⟨
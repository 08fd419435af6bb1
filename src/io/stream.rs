use std::path::Path;

use super::pipeline::{Origin, Pipeline};
use super::RandomAccess;
use crate::codec::Endian;
use crate::error::{Error, Result};

/// A read-only store over a forward-only decoder (gzip, bzip2, a zip
/// member, or a URL).
///
/// The stream is decoded once up front to learn its length. Seeking ahead
/// skips decoded bytes; seeking behind rebuilds the pipeline from its origin
/// and skips forward again.
pub struct StreamHandle {
    origin: Origin,
    pipeline: Option<Pipeline>,
    position: u64,
    length: u64,
    order: Endian,
}

impl StreamHandle {
    pub fn new(origin: Origin) -> Result<Self> {
        let length = origin.measure()?;
        let mut handle = Self {
            origin,
            pipeline: None,
            position: 0,
            length,
            order: Endian::Big,
        };
        handle.reset_stream()?;
        Ok(handle)
    }

    pub fn gzip(path: impl AsRef<Path>) -> Result<Self> {
        Self::new(Origin::gzip(path)?)
    }

    pub fn bzip2(path: impl AsRef<Path>) -> Result<Self> {
        Self::new(Origin::bzip2(path)?)
    }

    /// The member of the archive chosen by [`resolve_entry`](crate::zip::resolve_entry).
    pub fn zip(path: impl AsRef<Path>) -> Result<Self> {
        Self::new(Origin::zip(path, None)?)
    }

    pub fn zip_entry(path: impl AsRef<Path>, entry: &str) -> Result<Self> {
        Self::new(Origin::zip(path, Some(entry))?)
    }

    pub fn url(url: &str) -> Result<Self> {
        Self::new(Origin::url(url)?)
    }

    pub fn origin(&self) -> &Origin {
        &self.origin
    }

    /// Rebuild the pipeline at the start of the stream.
    pub fn reset_stream(&mut self) -> Result<()> {
        self.pipeline = Some(self.origin.open_at(0)?);
        self.position = 0;
        Ok(())
    }

    fn pipeline(&mut self) -> Result<&mut Pipeline> {
        if self.pipeline.is_none() {
            // closed handles rebuild lazily
            self.pipeline = Some(self.origin.open_at(self.position.min(self.length))?);
        }
        self.pipeline.as_mut().ok_or(Error::Closed)
    }
}

impl RandomAccess for StreamHandle {
    fn read(&mut self, buf: &mut [u8]) -> Result<usize> {
        if self.position >= self.length {
            return Ok(0);
        }
        let n = buf.len().min((self.length - self.position) as usize);
        let read = self.pipeline()?.read(&mut buf[..n])?;
        self.position += read as u64;
        Ok(read)
    }

    fn write(&mut self, _buf: &[u8]) -> Result<()> {
        Err(Error::Unimplemented("write"))
    }

    fn seek(&mut self, pos: u64) -> Result<()> {
        let target = pos.min(self.length);
        match self.pipeline.as_ref().map(Pipeline::position) {
            // closed: open straight at the target
            None => self.pipeline = Some(self.origin.open_at(target)?),
            Some(current) if target < current => {
                log::debug!(
                    "restarting {} to seek back from {current} to {target}",
                    self.origin.describe()
                );
                self.pipeline = Some(self.origin.open_at(target)?);
            }
            Some(current) if target > current => {
                self.pipeline()?.skip(target - current)?;
            }
            Some(_) => {}
        }
        self.position = pos;
        Ok(())
    }

    fn position(&self) -> u64 {
        self.position
    }

    fn length(&self) -> u64 {
        self.length
    }

    fn set_length(&mut self, _len: u64) -> Result<()> {
        Err(Error::Unimplemented("set_length"))
    }

    fn order(&self) -> Endian {
        self.order
    }

    fn set_order(&mut self, order: Endian) {
        self.order = order;
    }

    fn close(&mut self) -> Result<()> {
        self.pipeline = None;
        Ok(())
    }
}

#[cfg(test)]
mod tests {
    use super::*;
    use flate2::write::GzEncoder;
    use flate2::Compression;
    use std::io::Write;

    fn gzip_of(data: &[u8]) -> tempfile::TempPath {
        let tmp = tempfile::Builder::new().suffix(".gz").tempfile().unwrap();
        let mut enc = GzEncoder::new(tmp.as_file(), Compression::default());
        enc.write_all(data).unwrap();
        enc.finish().unwrap();
        tmp.into_temp_path()
    }

    #[test]
    fn closed_streams_reopen_at_the_seek_target() {
        let data: Vec<u8> = (0..50_000u32).map(|i| (i % 251) as u8).collect();
        let path = gzip_of(&data);
        let mut h = StreamHandle::gzip(&path).unwrap();
        assert_eq!(h.length(), data.len() as u64);

        h.seek(40_000).unwrap();
        h.close().unwrap();
        h.seek(1_000).unwrap();
        assert_eq!(h.pipeline.as_ref().map(Pipeline::position), Some(1_000));
        let mut buf = [0u8; 16];
        h.read_fully(&mut buf).unwrap();
        assert_eq!(buf, data[1_000..1_016]);

        h.close().unwrap();
        h.seek(45_000).unwrap();
        assert_eq!(h.pipeline.as_ref().map(Pipeline::position), Some(45_000));
        h.read_fully(&mut buf).unwrap();
        assert_eq!(buf, data[45_000..45_016]);
    }
}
⟩
Problem to solve ->
Everything from the first line of the records through the line containing "The member of" is to be set down exactly, while later lines are left out.

Exercise result ->
repository 08fd419435af6bb1
filename src/io/stream.rs
use std::path::Path;

use super::pipeline::{Origin, Pipeline};
use super::RandomAccess;
use crate::codec::Endian;
use crate::error::{Error, Result};

/// A read-only store over a forward-only decoder (gzip, bzip2, a zip
/// member, or a URL).
///
/// The stream is decoded once up front to learn its length. Seeking ahead
/// skips decoded bytes; seeking behind rebuilds the pipeline from its origin
/// and skips forward again.
pub struct StreamHandle {
    origin: Origin,
    pipeline: Option<Pipeline>,
    position: u64,
    length: u64,
    order: Endian,
}

impl StreamHandle {
    pub fn new(origin: Origin) -> Result<Self> {
        let length = origin.measure()?;
        let mut handle = Self {
            origin,
            pipeline: None,
            position: 0,
            length,
            order: Endian::Big,
        };
        handle.reset_stream()?;
        Ok(handle)
    }

    pub fn gzip(path: impl AsRef<Path>) -> Result<Self> {
        Self::new(Origin::gzip(path)?)
    }

    pub fn bzip2(path: impl AsRef<Path>) -> Result<Self> {
        Self::new(Origin::bzip2(path)?)
    }

    /// The member of the archive chosen by [`resolve_entry`](crate::zip::resolve_entry).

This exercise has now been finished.